Ад - эффектная метафора полиса, и, чем интенсивнее происходило перемещение культурных центров в город, тем больше обогащалась идея Ада новыми образами. Сельский [буколический, пасторальный] пейзаж, с родовым поместьем [замком] феодала ничего не даёт в области производства инфернальных образов. Только в городском ландшафте время и динамика материи (капитал-товар) достигает силы/интенсивности, достаточной, чтобы человек ощутил непритворный стресс. Т.е. - психический дискомфорт. В Аду фантазия европейца неисчерпаема, если "современность", мало-помалу, надоедает своим однообразием, монотонностью (это очень важно - в Аду сами методы экзекуции таковы, что бы пытка не "притерпелась" наказуемым) всегда можно "снизойти" до этой "пустяшной бездны", и, как правило – выбраться живым, полным новых впечатлений.
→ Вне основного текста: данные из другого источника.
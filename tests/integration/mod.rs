//! Integration tests for pipeline-sim
//!
//! These tests verify that multiple components work together correctly.

#[path = "../common/mod.rs"]
pub mod common;

pub mod cli;
pub mod console_flow;
pub mod progress_flow;
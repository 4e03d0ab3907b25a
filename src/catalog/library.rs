//! Context library: context id -> command -> transcript

use std::collections::{BTreeMap, HashSet};
use std::fmt;
use std::fs;
use std::path::{Path, PathBuf};

use serde::{Deserialize, Serialize};
use thiserror::Error;

use super::transcript::{OutputLine, Transcript};

/// Built-in catalog bundled with the binary
pub const BUILTIN_CATALOG: &str = include_str!("builtin.toml");

#[derive(Error, Debug)]
pub enum CatalogError {
    #[error("Failed to read catalog {path}: {source}")]
    Io {
        path: PathBuf,
        source: std::io::Error,
    },
    #[error("Invalid catalog TOML: {0}")]
    Parse(#[from] toml::de::Error),
    #[error("Context {0} is defined more than once")]
    DuplicateContext(ContextId),
    #[error("Context {0} has a command with an empty name")]
    EmptyCommand(ContextId),
    #[error("Command '{command}' in context {context} has no output lines")]
    EmptyTranscript { context: ContextId, command: String },
    #[error("Command '{command}' in context {context} is defined more than once")]
    DuplicateCommand { context: ContextId, command: String },
}

/// Identifies which simulated console a command belongs to
#[derive(Debug, Clone, Copy, PartialEq, Eq, PartialOrd, Ord, Hash, Serialize, Deserialize)]
#[serde(transparent)]
pub struct ContextId(pub u32);

impl fmt::Display for ContextId {
    fn fmt(&self, f: &mut fmt::Formatter<'_>) -> fmt::Result {
        write!(f, "{}", self.0)
    }
}

impl From<u32> for ContextId {
    fn from(id: u32) -> Self {
        Self(id)
    }
}

/// A catalog key together with its transcript
#[derive(Debug, Clone)]
pub struct CatalogEntry {
    /// Command as authored (case preserved)
    pub command: String,
    pub transcript: Transcript,
}

/// Commands of one context, in catalog order
#[derive(Debug, Clone, Default)]
pub struct CommandMap {
    entries: Vec<CatalogEntry>,
}

static EMPTY_COMMANDS: CommandMap = CommandMap {
    entries: Vec::new(),
};

impl CommandMap {
    pub fn entries(&self) -> &[CatalogEntry] {
        &self.entries
    }

    pub fn len(&self) -> usize {
        self.entries.len()
    }

    pub fn is_empty(&self) -> bool {
        self.entries.is_empty()
    }

    /// Authored command strings, in catalog order
    pub fn commands(&self) -> impl Iterator<Item = &str> {
        self.entries.iter().map(|e| e.command.as_str())
    }

    /// Case-insensitive exact lookup
    pub fn get(&self, command: &str) -> Option<&Transcript> {
        let needle = command.to_lowercase();
        self.entries
            .iter()
            .find(|e| e.command.to_lowercase() == needle)
            .map(|e| &e.transcript)
    }
}

/// One simulated console
#[derive(Debug, Clone)]
pub struct ConsoleContext {
    pub id: ContextId,
    pub title: String,
    pub commands: CommandMap,
}

/// Process-wide, read-only catalog of scripted interactions
#[derive(Debug, Clone, Default)]
pub struct ContextLibrary {
    contexts: BTreeMap<ContextId, ConsoleContext>,
}

#[derive(Debug, Deserialize)]
struct CatalogFile {
    #[serde(rename = "context", default)]
    contexts: Vec<CatalogContextEntry>,
}

#[derive(Debug, Deserialize)]
struct CatalogContextEntry {
    id: ContextId,
    #[serde(default)]
    title: Option<String>,
    #[serde(rename = "command", default)]
    commands: Vec<CatalogCommandEntry>,
}

#[derive(Debug, Deserialize)]
struct CatalogCommandEntry {
    command: String,
    #[serde(default)]
    lines: Vec<OutputLine>,
}

impl ContextLibrary {
    /// Parse the catalog bundled with the binary
    pub fn builtin() -> Result<Self, CatalogError> {
        Self::from_toml_str(BUILTIN_CATALOG)
    }

    /// Load a catalog file from disk
    pub fn from_path(path: &Path) -> Result<Self, CatalogError> {
        let contents = fs::read_to_string(path).map_err(|source| CatalogError::Io {
            path: path.to_path_buf(),
            source,
        })?;
        Self::from_toml_str(&contents)
    }

    /// Parse and validate a catalog document
    pub fn from_toml_str(contents: &str) -> Result<Self, CatalogError> {
        let file: CatalogFile = toml::from_str(contents)?;
        let mut contexts = BTreeMap::new();

        for raw in file.contexts {
            if contexts.contains_key(&raw.id) {
                return Err(CatalogError::DuplicateContext(raw.id));
            }

            let mut seen = HashSet::new();
            let mut entries = Vec::with_capacity(raw.commands.len());
            for cmd in raw.commands {
                if cmd.command.trim().is_empty() {
                    return Err(CatalogError::EmptyCommand(raw.id));
                }
                if !seen.insert(cmd.command.to_lowercase()) {
                    return Err(CatalogError::DuplicateCommand {
                        context: raw.id,
                        command: cmd.command,
                    });
                }
                let Some(transcript) = Transcript::new(cmd.lines) else {
                    return Err(CatalogError::EmptyTranscript {
                        context: raw.id,
                        command: cmd.command,
                    });
                };
                entries.push(CatalogEntry {
                    command: cmd.command,
                    transcript,
                });
            }

            let title = raw
                .title
                .unwrap_or_else(|| format!("Console {}", raw.id));
            contexts.insert(
                raw.id,
                ConsoleContext {
                    id: raw.id,
                    title,
                    commands: CommandMap { entries },
                },
            );
        }

        tracing::debug!(contexts = contexts.len(), "Loaded command catalog");
        Ok(Self { contexts })
    }

    /// Commands for `context`; empty for unknown ids
    pub fn lookup(&self, context: ContextId) -> &CommandMap {
        self.contexts
            .get(&context)
            .map(|c| &c.commands)
            .unwrap_or(&EMPTY_COMMANDS)
    }

    pub fn context(&self, context: ContextId) -> Option<&ConsoleContext> {
        self.contexts.get(&context)
    }

    /// All contexts ordered by id
    pub fn contexts(&self) -> impl Iterator<Item = &ConsoleContext> {
        self.contexts.values()
    }

    pub fn contains(&self, context: ContextId) -> bool {
        self.contexts.contains_key(&context)
    }

    /// Total number of catalog entries across contexts
    pub fn entry_count(&self) -> usize {
        self.contexts.values().map(|c| c.commands.len()).sum()
    }
}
"География" Ада в поэме Данте представляет собой своеобразное отражение космогонии отмирающего средневековья – монументальные формы романской архитектуры, которой уже движется на смену патетическая готика, с её рвущимися ввысь вертикалями, контрфорсами (боковыми башнями), с пинаклями (шпилями); "крестовой" свод, поддерживаемый нервюрами, пришёл на смену обыкновенному куполу – последний, de facto, изображал неподвижный птолемеевский небесный свод, а не космическую перспективу, горизонт, где в одной точке соприкасаются параллельные линии. Но дантов Ад ещё не был "готическим", он, скорее, квинтэссенция наследуемой «романцами» античной архитектоники – в гротескных объёмах и пространственных категориях.
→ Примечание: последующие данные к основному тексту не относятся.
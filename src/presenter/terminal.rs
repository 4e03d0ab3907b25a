//! Line-oriented terminal renderer

use std::io::{self, Write};

use crossterm::queue;
use crossterm::style::{Print, PrintStyledContent, Stylize};

use crate::catalog::{ContextId, LineKind, OutputLine};
use crate::engine::SessionId;

use super::TranscriptPresenter;

/// Writes simulated output to a terminal (or any writer), colouring lines by
/// kind
pub struct TerminalPresenter<W: Write> {
    out: W,
    color: bool,
    echo: bool,
}

impl TerminalPresenter<io::Stdout> {
    pub fn stdout(color: bool) -> Self {
        Self::new(io::stdout(), color)
    }
}

impl<W: Write> TerminalPresenter<W> {
    pub fn new(out: W, color: bool) -> Self {
        Self {
            out,
            color,
            echo: true,
        }
    }

    /// Whether submitted commands are echoed as `$ command` lines
    pub fn with_echo(mut self, echo: bool) -> Self {
        self.echo = echo;
        self
    }

    pub fn into_inner(self) -> W {
        self.out
    }

    fn write_prompt(&mut self, command: &str) -> io::Result<()> {
        if self.color {
            queue!(
                self.out,
                PrintStyledContent("$ ".green().bold()),
                PrintStyledContent(command.bold()),
                Print("\n")
            )
        } else {
            writeln!(self.out, "$ {command}")
        }
    }

    fn write_line(&mut self, line: &OutputLine) -> io::Result<()> {
        if !self.color {
            return writeln!(self.out, "{}", line.text);
        }
        let text = line.text.as_str();
        match line.kind {
            LineKind::Plain => queue!(self.out, Print(text), Print("\n")),
            LineKind::Info => queue!(self.out, PrintStyledContent(text.cyan()), Print("\n")),
            LineKind::Success => queue!(self.out, PrintStyledContent(text.green()), Print("\n")),
            LineKind::Error => queue!(self.out, PrintStyledContent(text.red()), Print("\n")),
        }
    }
}

impl<W: Write> TranscriptPresenter for TerminalPresenter<W> {
    fn echo_command(&mut self, _context: ContextId, command: &str) {
        if !self.echo {
            return;
        }
        if let Err(e) = self.write_prompt(command) {
            tracing::warn!(error = %e, "Failed to write prompt echo");
        }
    }

    fn append_line(&mut self, _context: ContextId, _session: SessionId, line: &OutputLine) {
        if let Err(e) = self.write_line(line) {
            tracing::warn!(error = %e, "Failed to write output line");
        }
    }

    fn scroll_to_latest(&mut self, _context: ContextId) {
        // A line terminal scrolls on its own; flushing makes the line visible
        if let Err(e) = self.out.flush() {
            tracing::warn!(error = %e, "Failed to flush terminal");
        }
    }
}
mod settings;

pub use settings::{Config, ConfigError, PlaybackConfig, EXAMPLE_CONFIG};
Опрокинутый конус, вершина которого размещается в самом центре земли, представляет собой особый тип перспективы. Для всякого человека, конечно, доступнее всего сама форма вещей, поскольку этой своей формой они только и отличаются друг от друга. Но, ухватившись за форму вещей, возрожденец тут же понимал всю недостаточность подобного слишком общего подхода. Нужно было изображать вещи не сами по себе, но такими, как они являются самому человеку. При этом не нужно было особенно углубляться в эстетику чувственного восприятия, чтобы заметить, например, схождение тех линий, которые около нас кажутся параллельными, на горизонте же, наоборот, друг друга пересекают, сливаются в одной точке. Отсюда перспектива – любимейшая и необходимейшая проблема всякого возрожденца, и практика, и теоретика. Далее, формальное соотношение линий, плоскостей и тел независимо от их содержания и наполнения тоже страстно любимая тема всякого мыслящего возрожденца. Отсюда такие проблемы, как проблемы гармонии, симметрии, пропорций, числовых канонов, [«пространственного»] ритма, которыми проникнуто в эпоху Ренессанса само понятие красоты [и прекрасного].
Ниже, у Альберти, мы прочтем, что высшая красота есть не что иное, как целостное соотношение частей, или гармония, что понимаемые в этом смысле красота и гармония проникнуты и образованы числом, что они – продукт Разума, божественного или человеческого, что природа, взятая сама по себе, есть только ничего не значащий материал, а ее красота полна разума и души и в целом есть создание богов, что произведение искусства в каждом своем моменте является символом той или иной идеальной конструкции (отсюда у Альберти теория «завесы») [Алексей Лосев. "Эстетика возрождения"].